But my concern is that if I push myself too hard – if I train too much – then I will become injured.
I have already noticed some niggling pains that should act as an early warning sign. And so I have been researching what the best way is to go about exercising whilst minimising the likelihood of injury.
And having suffered from both medial tibial stress syndrome (otherwise known as shin-splints) and plantar fasciitis in the past, I know all too well the pain that comes from overtraining and ignoring the feedback your body provides you.
One of the first things I learned years ago is that your build-up in training needs to be gradual. If you have done little or no exercise recently then you’re better off walking for 3 – 6 weeks before you even start running. I’ve said it before but it’s worth repeating.
It’s because our bones, muscles, tendons and ligaments all need to get used to the increased workload and rushing into it will only hurt you in the long-run.

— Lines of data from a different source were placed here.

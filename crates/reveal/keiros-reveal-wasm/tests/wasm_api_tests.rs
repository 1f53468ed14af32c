#![cfg(target_arch = "wasm32")]
use keiros_reveal_wasm::{abi_version, compose_mailto, KeirosReveal};
use serde_wasm_bindgen as swb;
use wasm_bindgen::JsValue;
use wasm_bindgen_test::*;

use keiros_reveal_core::{DomMutation, ElementId, InstallReport, Outputs, RevealEvent};
use serde_json::json;

// No filesystem in the browser; embed the shared fixtures.
const PAGE: &str = include_str!("../../../../fixtures/pages/keiros.json");
const DOM: &str = include_str!("../../../../fixtures/dom/keiros.json");

wasm_bindgen_test_configure!(run_in_browser);

fn to_js(value: serde_json::Value) -> JsValue {
    swb::to_value(&value).unwrap()
}

fn outputs(v: JsValue) -> Outputs {
    swb::from_value(v).unwrap()
}

#[wasm_bindgen_test]
fn abi_is_1() {
    assert_eq!(abi_version(), 1);
}

#[wasm_bindgen_test]
fn construct_with_defaults() {
    assert!(KeirosReveal::new(JsValue::UNDEFINED).is_ok());
    assert!(KeirosReveal::new(to_js(json!({ "reduced_motion": true }))).is_ok());
}

#[wasm_bindgen_test]
fn bad_config_is_an_error() {
    assert!(KeirosReveal::new(to_js(json!({ "reduced_motion": "yes" }))).is_err());
}

#[wasm_bindgen_test]
fn register_intersect_and_update() {
    let mut page = KeirosReveal::new(JsValue::NULL).unwrap();
    page.register(
        7,
        to_js(json!({ "type": "add_classes", "classes": ["animated"] })),
        JsValue::UNDEFINED,
    )
    .unwrap();

    let out = outputs(
        page.update(0.0, to_js(json!({ "entries": [{ "element": 7, "ratio": 0.4 }] })))
            .unwrap(),
    );
    assert!(out.mutations.contains(&DomMutation::AddClass {
        element: ElementId(7),
        class: "animated".into(),
    }));
    assert!(out
        .events
        .iter()
        .any(|e| matches!(e, RevealEvent::Fired { .. })));
    assert_eq!(page.state(7).unwrap().as_string().as_deref(), Some("Fired"));
    assert!(page.state(8).is_err());
}

#[wasm_bindgen_test]
fn direct_intersect_between_frames() {
    let mut page = KeirosReveal::new(JsValue::UNDEFINED).unwrap();
    page.register(
        3,
        to_js(json!({ "type": "add_classes", "classes": ["visible"] })),
        JsValue::UNDEFINED,
    )
    .unwrap();
    page.update(0.0, JsValue::UNDEFINED).unwrap();
    assert!(page.on_intersect(3, 0.5, 4000.0));
    assert!(!page.on_intersect(3, 0.9, 4100.0));
    let out = outputs(page.update(4200.0, JsValue::UNDEFINED).unwrap());
    assert!(out.mutations.contains(&DomMutation::AddClass {
        element: ElementId(3),
        class: "visible".into(),
    }));
}

#[wasm_bindgen_test]
fn install_snapshot_from_fixtures() {
    let spec: serde_json::Value = serde_json::from_str(PAGE).unwrap();
    let dom: serde_json::Value = serde_json::from_str(DOM).unwrap();
    let mut page = KeirosReveal::new(JsValue::UNDEFINED).unwrap();
    let report: InstallReport = swb::from_value(
        page.install_snapshot(to_js(spec), to_js(dom), 0.0).unwrap(),
    )
    .unwrap();
    assert!(report.skipped.is_empty());
    assert!(report.registered > 0);
    assert!(page.next_due_ms().is_some());
}

#[wasm_bindgen_test]
fn mailto_defaults_recipient() {
    let form = to_js(json!({
        "name": "Ada",
        "email": "ada@example.com",
        "message": "Hello"
    }));
    let url = compose_mailto(form, None).unwrap();
    assert!(url.starts_with("mailto:info@keiros.com?subject="));

    let bad = to_js(json!({ "name": "Ada", "email": "nope", "message": "Hi" }));
    assert!(compose_mailto(bad, None).is_err());
}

Ensuring you leave a day between runs, increase this by just 2 minutes until you’re running a total of 20 minutes but no more than three times per week.
If it’s too hard or uncomfortable then slow the rate of increase.
From here on a good rule-of-thumb (although probably not scientifically proven) is to increase your mileage by no more than 10% each week.
This pattern has worked for me and I’m now up to a long slow distance (LSD) run of 100 minutes and three others of 30 – 45 minutes each.
But this is just the tip-of-the-iceberg with regards to what you need to know. So stay tuned as I will go into a lot more detail over the coming days and weeks.
As for now? Train wisely and safely and remain injury-free.